Data excerpts:
● ● ●

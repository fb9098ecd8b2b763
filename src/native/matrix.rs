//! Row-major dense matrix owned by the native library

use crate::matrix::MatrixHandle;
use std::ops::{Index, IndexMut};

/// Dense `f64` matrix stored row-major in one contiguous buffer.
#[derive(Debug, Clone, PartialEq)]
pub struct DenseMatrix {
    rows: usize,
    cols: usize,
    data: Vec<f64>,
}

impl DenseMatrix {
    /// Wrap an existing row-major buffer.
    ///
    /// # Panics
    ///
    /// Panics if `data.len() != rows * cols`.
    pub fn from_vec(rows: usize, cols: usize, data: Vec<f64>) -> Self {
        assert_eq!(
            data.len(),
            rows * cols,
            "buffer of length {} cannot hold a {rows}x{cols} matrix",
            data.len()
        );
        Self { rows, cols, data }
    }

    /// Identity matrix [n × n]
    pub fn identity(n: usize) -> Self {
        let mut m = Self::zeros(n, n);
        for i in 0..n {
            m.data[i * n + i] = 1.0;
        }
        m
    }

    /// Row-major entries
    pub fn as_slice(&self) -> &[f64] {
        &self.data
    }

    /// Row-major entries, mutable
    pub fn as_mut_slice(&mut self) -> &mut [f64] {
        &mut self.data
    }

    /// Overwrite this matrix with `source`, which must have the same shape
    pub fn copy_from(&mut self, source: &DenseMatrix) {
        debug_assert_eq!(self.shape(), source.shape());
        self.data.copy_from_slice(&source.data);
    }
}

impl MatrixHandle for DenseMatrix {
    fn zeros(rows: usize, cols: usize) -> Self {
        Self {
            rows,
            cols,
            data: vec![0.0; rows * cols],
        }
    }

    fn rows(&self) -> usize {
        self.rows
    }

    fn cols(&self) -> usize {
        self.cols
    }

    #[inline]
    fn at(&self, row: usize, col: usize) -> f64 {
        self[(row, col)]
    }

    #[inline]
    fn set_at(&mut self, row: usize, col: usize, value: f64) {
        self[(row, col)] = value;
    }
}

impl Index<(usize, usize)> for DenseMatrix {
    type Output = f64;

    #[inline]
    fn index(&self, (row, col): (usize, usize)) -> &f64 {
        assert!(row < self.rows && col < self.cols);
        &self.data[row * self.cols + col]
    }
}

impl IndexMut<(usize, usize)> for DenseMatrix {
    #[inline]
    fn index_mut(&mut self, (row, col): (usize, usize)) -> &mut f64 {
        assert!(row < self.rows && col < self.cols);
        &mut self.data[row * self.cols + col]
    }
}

● ● ●

ASSIGNMENT>
Your answer must be the line with "impl MatrixHandle for" and all lines after it through the final line of the entries, copied exactly and with nothing added.

RESULT OF THE TASK>
impl MatrixHandle for DenseMatrix {
    fn zeros(rows: usize, cols: usize) -> Self {
        Self {
            rows,
            cols,
            data: vec![0.0; rows * cols],
        }
    }

    fn rows(&self) -> usize {
        self.rows
    }

    fn cols(&self) -> usize {
        self.cols
    }

    #[inline]
    fn at(&self, row: usize, col: usize) -> f64 {
        self[(row, col)]
    }

    #[inline]
    fn set_at(&mut self, row: usize, col: usize, value: f64) {
        self[(row, col)] = value;
    }
}

impl Index<(usize, usize)> for DenseMatrix {
    type Output = f64;

    #[inline]
    fn index(&self, (row, col): (usize, usize)) -> &f64 {
        assert!(row < self.rows && col < self.cols);
        &self.data[row * self.cols + col]
    }
}

impl IndexMut<(usize, usize)> for DenseMatrix {
    #[inline]
    fn index_mut(&mut self, (row, col): (usize, usize)) -> &mut f64 {
        assert!(row < self.rows && col < self.cols);
        &mut self.data[row * self.cols + col]
    }
}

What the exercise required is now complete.